=== Work task ===
Across all lines of the entries, tally those with the word "occupied" in them. The reply is the tally, by itself.

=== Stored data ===
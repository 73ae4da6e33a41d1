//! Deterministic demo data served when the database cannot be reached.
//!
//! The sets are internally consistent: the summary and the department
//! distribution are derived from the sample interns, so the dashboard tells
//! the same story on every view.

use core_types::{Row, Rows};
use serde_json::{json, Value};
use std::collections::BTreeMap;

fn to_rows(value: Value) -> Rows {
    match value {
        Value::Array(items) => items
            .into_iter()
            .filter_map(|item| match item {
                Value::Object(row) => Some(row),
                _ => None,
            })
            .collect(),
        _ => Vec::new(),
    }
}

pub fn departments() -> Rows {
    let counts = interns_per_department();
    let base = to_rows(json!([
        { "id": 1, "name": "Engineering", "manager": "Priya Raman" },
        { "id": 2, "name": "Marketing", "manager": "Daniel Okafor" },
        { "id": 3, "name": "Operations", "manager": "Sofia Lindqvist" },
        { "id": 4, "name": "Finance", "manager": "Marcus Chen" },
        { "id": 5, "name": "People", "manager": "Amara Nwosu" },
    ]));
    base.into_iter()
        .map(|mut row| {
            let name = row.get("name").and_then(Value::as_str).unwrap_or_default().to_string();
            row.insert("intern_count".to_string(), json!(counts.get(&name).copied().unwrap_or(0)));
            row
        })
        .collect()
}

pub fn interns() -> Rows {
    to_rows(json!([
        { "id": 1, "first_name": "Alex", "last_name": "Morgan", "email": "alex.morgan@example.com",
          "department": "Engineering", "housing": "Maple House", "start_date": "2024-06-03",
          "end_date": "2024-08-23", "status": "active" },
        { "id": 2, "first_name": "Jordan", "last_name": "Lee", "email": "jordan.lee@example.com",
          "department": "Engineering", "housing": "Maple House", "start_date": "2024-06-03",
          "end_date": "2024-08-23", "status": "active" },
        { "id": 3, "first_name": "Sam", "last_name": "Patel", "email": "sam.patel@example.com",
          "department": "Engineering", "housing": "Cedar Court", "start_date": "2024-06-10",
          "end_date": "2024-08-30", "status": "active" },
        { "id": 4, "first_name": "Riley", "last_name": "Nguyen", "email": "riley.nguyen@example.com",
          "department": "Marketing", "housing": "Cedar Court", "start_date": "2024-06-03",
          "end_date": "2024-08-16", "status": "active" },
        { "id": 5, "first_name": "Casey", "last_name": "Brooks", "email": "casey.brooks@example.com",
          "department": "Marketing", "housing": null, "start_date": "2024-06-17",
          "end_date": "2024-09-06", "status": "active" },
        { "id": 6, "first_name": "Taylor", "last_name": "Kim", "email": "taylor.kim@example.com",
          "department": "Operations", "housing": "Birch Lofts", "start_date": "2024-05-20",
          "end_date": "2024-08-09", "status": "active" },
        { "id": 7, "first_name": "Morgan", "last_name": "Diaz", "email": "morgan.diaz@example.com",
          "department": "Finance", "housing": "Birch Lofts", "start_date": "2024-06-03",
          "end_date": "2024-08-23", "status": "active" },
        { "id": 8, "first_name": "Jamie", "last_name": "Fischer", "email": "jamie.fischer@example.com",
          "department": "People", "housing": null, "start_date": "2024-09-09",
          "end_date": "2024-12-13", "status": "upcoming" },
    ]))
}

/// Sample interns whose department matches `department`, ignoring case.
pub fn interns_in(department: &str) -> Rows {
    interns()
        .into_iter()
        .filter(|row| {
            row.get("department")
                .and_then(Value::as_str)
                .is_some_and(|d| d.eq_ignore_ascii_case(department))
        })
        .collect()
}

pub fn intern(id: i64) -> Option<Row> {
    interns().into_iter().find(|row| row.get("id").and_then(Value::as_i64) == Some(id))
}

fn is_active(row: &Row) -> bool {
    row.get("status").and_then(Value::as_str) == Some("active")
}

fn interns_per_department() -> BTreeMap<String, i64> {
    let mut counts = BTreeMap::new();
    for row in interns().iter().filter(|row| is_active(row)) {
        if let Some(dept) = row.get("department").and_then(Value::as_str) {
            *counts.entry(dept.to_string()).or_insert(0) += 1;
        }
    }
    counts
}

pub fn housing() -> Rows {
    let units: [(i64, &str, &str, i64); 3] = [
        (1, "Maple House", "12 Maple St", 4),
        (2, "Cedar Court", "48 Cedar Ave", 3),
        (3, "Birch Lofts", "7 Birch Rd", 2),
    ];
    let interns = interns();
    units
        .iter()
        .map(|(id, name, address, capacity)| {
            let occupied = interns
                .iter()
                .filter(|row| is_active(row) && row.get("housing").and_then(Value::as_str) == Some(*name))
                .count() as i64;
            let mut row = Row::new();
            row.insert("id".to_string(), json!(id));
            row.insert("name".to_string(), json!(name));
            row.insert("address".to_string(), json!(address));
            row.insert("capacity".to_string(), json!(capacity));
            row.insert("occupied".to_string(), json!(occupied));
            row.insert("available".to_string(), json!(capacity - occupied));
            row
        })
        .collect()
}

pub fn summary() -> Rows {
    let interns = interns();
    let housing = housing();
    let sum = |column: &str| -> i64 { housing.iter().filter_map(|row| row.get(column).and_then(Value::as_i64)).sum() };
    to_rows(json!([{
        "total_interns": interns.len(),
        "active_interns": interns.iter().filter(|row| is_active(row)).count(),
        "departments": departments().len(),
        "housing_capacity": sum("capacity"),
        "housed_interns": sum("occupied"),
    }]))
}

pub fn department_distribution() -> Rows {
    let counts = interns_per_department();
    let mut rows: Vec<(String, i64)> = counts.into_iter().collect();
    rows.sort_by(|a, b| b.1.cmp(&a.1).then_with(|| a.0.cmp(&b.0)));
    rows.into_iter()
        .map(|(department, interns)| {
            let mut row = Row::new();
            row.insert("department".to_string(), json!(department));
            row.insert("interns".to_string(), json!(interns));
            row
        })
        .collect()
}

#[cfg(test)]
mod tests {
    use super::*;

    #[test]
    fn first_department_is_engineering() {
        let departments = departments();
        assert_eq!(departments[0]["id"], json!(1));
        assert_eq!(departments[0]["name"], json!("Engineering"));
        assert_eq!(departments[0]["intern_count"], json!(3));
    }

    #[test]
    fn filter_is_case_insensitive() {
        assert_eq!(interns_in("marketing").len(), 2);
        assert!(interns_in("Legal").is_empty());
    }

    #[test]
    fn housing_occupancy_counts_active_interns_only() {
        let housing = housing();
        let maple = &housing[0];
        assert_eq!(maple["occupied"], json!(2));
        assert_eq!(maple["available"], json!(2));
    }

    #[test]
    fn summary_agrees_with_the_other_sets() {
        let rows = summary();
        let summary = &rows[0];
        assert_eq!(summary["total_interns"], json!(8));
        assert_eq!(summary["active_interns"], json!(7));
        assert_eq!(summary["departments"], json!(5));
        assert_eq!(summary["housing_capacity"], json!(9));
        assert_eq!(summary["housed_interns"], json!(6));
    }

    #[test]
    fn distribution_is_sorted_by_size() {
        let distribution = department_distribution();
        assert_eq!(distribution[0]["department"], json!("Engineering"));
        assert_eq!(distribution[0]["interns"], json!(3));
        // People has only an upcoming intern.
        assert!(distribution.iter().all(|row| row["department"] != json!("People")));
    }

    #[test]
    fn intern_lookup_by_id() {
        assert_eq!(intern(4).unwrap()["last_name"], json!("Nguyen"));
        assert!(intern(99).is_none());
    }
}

=== Reply to the task ===
5